As Jenny lay on the obstetrician’s examination table, she was grateful that the ultrasound tech had turned off the overhead screen. She didn’t want to see the two shadows floating inside her. Since making her decision, she had tried hard not to think about them, though she could often think of little else. She was 45 and pregnant after six years of fertility bills, ovulation injections, donor eggs and disappointment — and yet here she was, 14 weeks into her pregnancy, choosing to extinguish one of two healthy fetuses, almost as if having half an abortion. As the doctor inserted the needle into Jenny’s abdomen, aiming at one of the fetuses, Jenny tried not to flinch, caught between intense relief and intense guilt.

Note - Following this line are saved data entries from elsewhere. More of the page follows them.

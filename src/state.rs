use crate::cache::{GuestCache, TtlCache};
use crate::config::Config;
use crate::repository::{SqlCommentRepository, SqlGuestRepository};
use crate::service::{CommentService, GuestService};
use sqlx::SqlitePool;
use std::sync::Arc;

pub struct AppState {
    pub config: Config,
    pub db_pool: SqlitePool,
    pub guests: Arc<GuestService>,
    pub comments: Arc<CommentService>,
}

impl AppState {
    /// Wire the SQLite repositories, caches and services together.
    ///
    /// Must be called inside a Tokio runtime so the caches can start their sweep tasks.
    pub fn new(config: Config, db_pool: SqlitePool) -> Self {
        let guest_cache = GuestCache::with_ttl(
            Arc::new(SqlGuestRepository::new(db_pool.clone())),
            config.guest_cache_ttl,
            config.cache_sweep_interval,
        );
        let guests = Arc::new(GuestService::new(guest_cache));

        let comments = Arc::new(CommentService::new(
            Arc::new(SqlCommentRepository::new(db_pool.clone())),
            guests.clone(),
            TtlCache::with_sweep_interval(config.comment_cache_ttl, config.cache_sweep_interval),
        ));

        Self {
            config,
            db_pool,
            guests,
            comments,
        }
    }
}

“Things would have been different if we were 15 years younger or if we hadn’t had children already or if we were more financially secure,” she said later. “If I had conceived these twins naturally, I wouldn’t have reduced this pregnancy, because you feel like if there’s a natural order, then you don’t want to disturb it. But we created this child in such an artificial manner — in a test tube, choosing an egg donor, having the embryo placed in me — and somehow, making a decision about how many to carry seemed to be just another choice. The pregnancy was all so consumerish to begin with, and this became yet another thing we could control.”

She has a point, no? Since nothing natural occurred in the conception of the two children, there was nothing unnatural in her mind about aborting one because she already had other kids and didn’t have enough money.

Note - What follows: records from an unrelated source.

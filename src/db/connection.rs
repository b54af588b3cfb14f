// SQLite connection pool setup: creates the database file (and its directory)
// on first start, enables WAL and brings the schema up to date.

use crate::db::migration;
use sqlx::{migrate::MigrateDatabase, sqlite::SqlitePoolOptions, Sqlite, SqlitePool};
use std::path::Path;
use tracing::info;

pub async fn establish_connection(database_url: &str) -> Result<SqlitePool, sqlx::Error> {
    if let Some(dir) = database_dir(database_url) {
        std::fs::create_dir_all(dir)?;
    }

    // Create database if it doesn't exist
    if !Sqlite::database_exists(database_url).await.unwrap_or(false) {
        Sqlite::create_database(database_url).await?;
        info!("Created database {}", database_url);
    }

    let pool = SqlitePoolOptions::new()
        .max_connections(5)
        .connect(database_url)
        .await?;

    // Enable WAL mode for better concurrency
    sqlx::query("PRAGMA journal_mode=WAL").execute(&pool).await?;

    migration::run_migrations(&pool).await?;

    Ok(pool)
}

/// Parent directory of a file-backed SQLite URL, if it has one.
fn database_dir(database_url: &str) -> Option<&Path> {
    let path = database_url
        .strip_prefix("sqlite:")?
        .trim_start_matches("//");
    let path = path.split('?').next().unwrap_or(path);
    if path.is_empty() || path.starts_with(":memory:") {
        return None;
    }
    Path::new(path)
        .parent()
        .filter(|dir| !dir.as_os_str().is_empty())
}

Jenny’s decision to reduce twins to a single fetus was never really in doubt. The idea of managing two infants at this point in her life terrified her. She and her husband already had grade-school-age children, and she took pride in being a good mother. She felt that twins would soak up everything she had to give, leaving nothing for her older children. Even the twins would be robbed, because, at best, she could give each one only half of her attention and, she feared, only half of her love. Jenny desperately wanted another child, but not at the risk of becoming a second-rate parent.

How’s that for a redefinition of “good mother,” eh? One who justifies the end with faulty logic: I won’t be a good mother if I  have more than I want. It’s for the children! They’ll all suffer. Oh, and me, too.

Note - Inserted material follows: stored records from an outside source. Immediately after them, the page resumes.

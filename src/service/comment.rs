use crate::cache::{CacheKey, TtlCache};
use crate::models::{Comment, PageCursor, PaginatedComments};
use crate::repository::CommentRepository;
use crate::service::GuestService;
use std::sync::Arc;
use std::time::Duration;
use tracing::{debug, info};

/// Default TTL for cached comment lists
pub const COMMENT_CACHE_TTL: Duration = Duration::from_secs(2 * 60);

/// Result of adding a comment under a per-guest limit
#[derive(Debug)]
pub enum NewComment {
    Created(Comment),
    UnknownGuest,
    LimitReached,
}

/// Comment business logic with cached comment lists.
///
/// Any new comment clears the whole comment cache rather than working out
/// which lists it belongs to.
pub struct CommentService {
    comment_repo: Arc<dyn CommentRepository>,
    guest_service: Arc<GuestService>,
    comment_cache: TtlCache<Vec<Comment>>,
}

impl CommentService {
    pub fn new(
        comment_repo: Arc<dyn CommentRepository>,
        guest_service: Arc<GuestService>,
        comment_cache: TtlCache<Vec<Comment>>,
    ) -> Self {
        Self {
            comment_repo,
            guest_service,
            comment_cache,
        }
    }

    /// Add a comment from `guest_name`. Returns `None` if the guest is unknown.
    pub async fn create_comment(&self, guest_name: &str, content: &str) -> Result<Option<Comment>, sqlx::Error> {
        let Some(guest) = self.guest_service.get_guest_by_name(guest_name).await? else {
            return Ok(None);
        };

        let mut comment = Comment {
            id: 0,
            guest_id: guest.id,
            content: content.to_string(),
            created_at: None,
        };
        self.comment_repo.create(&mut comment).await?;

        self.comment_cache.clear();
        info!("Created comment {} for guest {}", comment.id, guest_name);

        Ok(Some(comment))
    }

    /// Add a comment from `guest_name` unless they already wrote `limit` comments.
    /// The limit holds under concurrent requests.
    pub async fn create_comment_within_limit(
        &self,
        guest_name: &str,
        content: &str,
        limit: usize,
    ) -> Result<NewComment, sqlx::Error> {
        let Some(guest) = self.guest_service.get_guest_by_name(guest_name).await? else {
            return Ok(NewComment::UnknownGuest);
        };

        let mut comment = Comment {
            id: 0,
            guest_id: guest.id,
            content: content.to_string(),
            created_at: None,
        };
        let limit = i64::try_from(limit).unwrap_or(i64::MAX);
        if !self.comment_repo.create_within_limit(&mut comment, limit).await? {
            info!("Guest {} has reached the comment limit ({})", guest_name, limit);
            return Ok(NewComment::LimitReached);
        }

        self.comment_cache.clear();
        info!("Created comment {} for guest {}", comment.id, guest_name);

        Ok(NewComment::Created(comment))
    }

    /// Comments written by `guest_name`, newest first. Returns `None` if the guest is unknown.
    pub async fn get_comments_by_guest(&self, guest_name: &str) -> Result<Option<Vec<Comment>>, sqlx::Error> {
        let Some(guest) = self.guest_service.get_guest_by_name(guest_name).await? else {
            return Ok(None);
        };

        let key = CacheKey::guest_comments(guest_name).to_string();
        if let Some(comments) = self.comment_cache.get(&key) {
            debug!("Cache hit for key: {}", key);
            return Ok(Some(comments));
        }

        debug!("Cache miss for key: {}", key);
        let comments = self.comment_repo.get_by_guest_id(guest.id).await?;
        self.comment_cache.set(key, comments.clone());

        Ok(Some(comments))
    }

    /// Every comment, newest first
    pub async fn get_all_comments(&self) -> Result<Vec<Comment>, sqlx::Error> {
        let key = CacheKey::AllComments.to_string();
        if let Some(comments) = self.comment_cache.get(&key) {
            debug!("Cache hit for key: {}", key);
            return Ok(comments);
        }

        debug!("Cache miss for key: {}", key);
        let comments = self.comment_repo.get_all().await?;
        self.comment_cache.set(key, comments.clone());

        Ok(comments)
    }

    /// One page of comments with author names. Not cached.
    pub async fn get_comments_page(
        &self,
        limit: i64,
        cursor: Option<PageCursor>,
    ) -> Result<PaginatedComments, sqlx::Error> {
        self.comment_repo.get_page_with_guests(limit, cursor).await
    }
}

“This is bad, but it’s not anywhere as bad as neglecting your child or not giving everything you can to the children you have,” she told me, referring to the reduction. She and her husband worked out this moral calculation on their own, and they intend to never tell anyone about it. Jenny is certain that no one, not even her closest friends, would understand, and she doesn’t want to be the object of their curiosity or feel the sting of their judgment.

Funny how Jenny’s certainty is so spot-on when her own “moral calculation” isn’t.

Many doctors refuse to “reduce” below twins. Others do not. Some allow parents to choose based on gender. Of course. How else do you choose which one of your healthy babies to kill?

After being rebuffed by physicians close to home, Jenny went online and found Dr. Joanne Stone, the highly regarded head of Mount Sinai’s maternal-fetal-medicine unit. Jenny traveled thousands of miles to get there. She still resents the first doctor back home who told her she shouldn’t reduce twins and another who dismissively told her to just buck up and buy diapers in bulk.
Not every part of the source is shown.